Para sonhar com a fama, é preciso estar preparado para um possível fracasso - Thinkstock
Para sonhar com a fama, é preciso estar preparado para um possível fracasso Imagem: Thinkstock

Giovanny Gerolla

Do UOL, em São Paulo

08/08/2013 07h07

Ser capa de revista, estrelar campanhas publicitárias, além de usufruir dos melhores serviços de cabeleireiro e maquiagem do país e ainda ganhar cachê para vestir as mais belas produções de moda: quem não gostaria?

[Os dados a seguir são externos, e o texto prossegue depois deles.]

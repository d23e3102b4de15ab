//! Inline-markup HTTP backend (`reading_engine: ssml`).
//!
//! Speaks a small JSON speech API with bearer-key auth:
//!
//! | call                                | request                         | response            |
//! |-------------------------------------|---------------------------------|---------------------|
//! | `POST {endpoint}/v1/speech`         | `{text, voice, format}`         | MP3 bytes           |
//! | `POST {endpoint}/v1/speech/tasks`   | `{text, voice, format, bucket}` | `{task_id}`         |
//! | `GET  {endpoint}/v1/speech/tasks/ID`| —                               | `{status, location, reason}` |
//! | `GET  {location}`                   | —                               | MP3 bytes           |
//!
//! Fragments are rewritten into an SSML document: each `@TOKEN` becomes
//! `<lang xml:lang="…">`, each closing `@` becomes `</lang>`, and the
//! whole body is wrapped in `<speak>…</speak>`. The immediate endpoint
//! caps the document at [`SYNC_LIMIT_CEILING`] characters; anything larger
//! goes through the task path.

use std::path::Path;
use std::time::Duration;

use anyhow::Context;
use serde::{Deserialize, Serialize};

use crate::backend::{write_audio, Payload, PollStatus, SpeechBackend};
use crate::error::ReaderError;
use crate::fragment::Fragment;
use crate::language::Language;
use crate::markup::{render_inline, InlineSyntax};

/// Hard ceiling of the immediate synthesis endpoint, in characters.
/// `max_sync` may tighten it but never exceed it.
pub const SYNC_LIMIT_CEILING: usize = 3000;

const HTTP_TIMEOUT: Duration = Duration::from_secs(300);

// ─────────────────────────────────────────────────────────────────────────────
// Language tables (this backend's view of the fixed token set)
// ─────────────────────────────────────────────────────────────────────────────

/// SSML locale per language token.
fn locale(lang: Language) -> &'static str {
    match lang {
        Language::Pl => "pl-PL",
        Language::Eng => "en-GB",
        Language::Us => "en-US",
        Language::Ger => "de-DE",
        Language::Fr => "fr-FR",
        Language::Es => "es-ES",
        Language::It => "it-IT",
    }
}

/// Narration voice per language token.
pub fn voice(lang: Language) -> &'static str {
    match lang {
        Language::Pl => "Jacek",
        Language::Eng => "Brian",
        Language::Us => "Joey",
        Language::Ger => "Hans",
        Language::Fr => "Mathieu",
        Language::Es => "Miguel",
        Language::It => "Giorgio",
    }
}

const SSML_SYNTAX: InlineSyntax = InlineSyntax {
    open: |lang| format!(r#"<lang xml:lang="{}">"#, locale(lang)),
    close: "</lang>",
    envelope: |body| format!("<speak>{body}</speak>"),
};

// ─────────────────────────────────────────────────────────────────────────────
// Wire types
// ─────────────────────────────────────────────────────────────────────────────

#[derive(Serialize)]
struct SpeechRequest<'a> {
    text: &'a str,
    voice: &'a str,
    format: &'static str,
    #[serde(skip_serializing_if = "Option::is_none")]
    bucket: Option<&'a str>,
}

#[derive(Deserialize)]
struct TaskCreated {
    task_id: String,
}

#[derive(Deserialize)]
struct TaskState {
    status: String,
    #[serde(default)]
    location: Option<String>,
    #[serde(default)]
    reason: Option<String>,
}

// ─────────────────────────────────────────────────────────────────────────────
// Backend
// ─────────────────────────────────────────────────────────────────────────────

#[derive(Debug)]
pub struct SsmlHttpBackend {
    client: reqwest::blocking::Client,
    endpoint: String,
    api_key: String,
    bucket: Option<String>,
    sync_limit: usize,
}

impl SsmlHttpBackend {
    /// `max_sync` is validated against [`SYNC_LIMIT_CEILING`].
    pub fn new(
        endpoint: impl Into<String>,
        api_key: impl Into<String>,
        bucket: Option<String>,
        max_sync: usize,
    ) -> Result<Self, ReaderError> {
        if max_sync > SYNC_LIMIT_CEILING {
            return Err(ReaderError::config(format!(
                "max_sync {max_sync} exceeds the {SYNC_LIMIT_CEILING}-character synchronous limit"
            )));
        }
        let client = reqwest::blocking::Client::builder()
            .timeout(HTTP_TIMEOUT)
            .build()
            .map_err(|err| ReaderError::config_with("cannot build HTTP client", err))?;
        Ok(Self {
            client,
            endpoint: endpoint.into().trim_end_matches('/').to_string(),
            api_key: api_key.into(),
            bucket,
            sync_limit: max_sync,
        })
    }

    fn document<'a>(payload: &'a Payload) -> anyhow::Result<(&'a str, &'a str)> {
        match payload {
            Payload::Document { text, voice } => Ok((text.as_str(), *voice)),
            Payload::Segments(_) => {
                anyhow::bail!("ssml backend requires an inline-markup payload")
            }
        }
    }

    fn download(&self, url: &str) -> anyhow::Result<Vec<u8>> {
        let response = self
            .client
            .get(url)
            .bearer_auth(&self.api_key)
            .send()
            .with_context(|| format!("request to {url} failed"))?
            .error_for_status()
            .context("speech service rejected the request")?;
        let bytes = response.bytes().context("reading audio response failed")?;
        if bytes.is_empty() {
            anyhow::bail!("the response contained no audio data");
        }
        Ok(bytes.to_vec())
    }
}

impl SpeechBackend for SsmlHttpBackend {
    fn name(&self) -> &'static str {
        "ssml"
    }

    fn sync_limit(&self) -> usize {
        self.sync_limit
    }

    fn encode(
        &self,
        fragment: &Fragment,
        default_lang: Language,
    ) -> Result<Payload, ReaderError> {
        let text = render_inline(&SSML_SYNTAX, &fragment.file_name, &fragment.body)?;
        Ok(Payload::Document { text, voice: voice(default_lang) })
    }

    fn synthesize_now(&self, payload: &Payload, target: &Path) -> anyhow::Result<()> {
        let (text, voice) = Self::document(payload)?;
        let response = self
            .client
            .post(format!("{}/v1/speech", self.endpoint))
            .bearer_auth(&self.api_key)
            .json(&SpeechRequest { text, voice, format: "mp3", bucket: None })
            .send()
            .context("speech request failed")?
            .error_for_status()
            .context("speech service rejected the request")?;
        let bytes = response.bytes().context("reading audio response failed")?;
        if bytes.is_empty() {
            anyhow::bail!("the response contained no audio data");
        }
        write_audio(target, &bytes)
    }

    fn schedule(&self, payload: &Payload) -> anyhow::Result<String> {
        let (text, voice) = Self::document(payload)?;
        let created: TaskCreated = self
            .client
            .post(format!("{}/v1/speech/tasks", self.endpoint))
            .bearer_auth(&self.api_key)
            .json(&SpeechRequest {
                text,
                voice,
                format: "mp3",
                bucket: self.bucket.as_deref(),
            })
            .send()
            .context("task request failed")?
            .error_for_status()
            .context("speech service rejected the task")?
            .json()
            .context("task response is not valid JSON")?;
        Ok(created.task_id)
    }

    fn poll(&self, task_id: &str) -> anyhow::Result<PollStatus> {
        let state: TaskState = self
            .client
            .get(format!("{}/v1/speech/tasks/{task_id}", self.endpoint))
            .bearer_auth(&self.api_key)
            .send()
            .with_context(|| format!("status request for task {task_id} failed"))?
            .error_for_status()
            .context("speech service rejected the status request")?
            .json()
            .context("status response is not valid JSON")?;

        Ok(match state.status.as_str() {
            "scheduled" | "inProgress" => PollStatus::InProgress,
            "completed" => {
                let location = state
                    .location
                    .context("completed task is missing its audio location")?;
                PollStatus::Completed { location }
            }
            "failed" => PollStatus::Failed {
                reason: state.reason.unwrap_or_else(|| "no reason given".to_string()),
            },
            _ => PollStatus::Unknown { status: state.status },
        })
    }

    fn fetch(&self, location: &str, target: &Path) -> anyhow::Result<()> {
        let bytes = self.download(location)?;
        write_audio(target, &bytes)
    }
}

// ─────────────────────────────────────────────────────────────────────────────
// Tests
// ─────────────────────────────────────────────────────────────────────────────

Todos querem ser maravilhosos, porque esse é um dos padrões de sucesso da sociedade contemporânea: "A valorização do visual e do espetáculo é algo que surgiu e evoluiu no século 20, com grande influência da TV, do cinema e, agora, das multimídias e redes sociais", afirma Lisete Barlach, psicóloga e professora doutora da Escola de Artes, Ciências e Humanidades da USP (Universidade de São Paulo). 
 
Para ela, as redes sociais multiplicam as possibilidades de exposição pública. "Todos têm de saber o que um faz ou representa. Nosso parâmetro de bem-estar e felicidade ficou intimamente ligado à fama e à superexposição", afirma.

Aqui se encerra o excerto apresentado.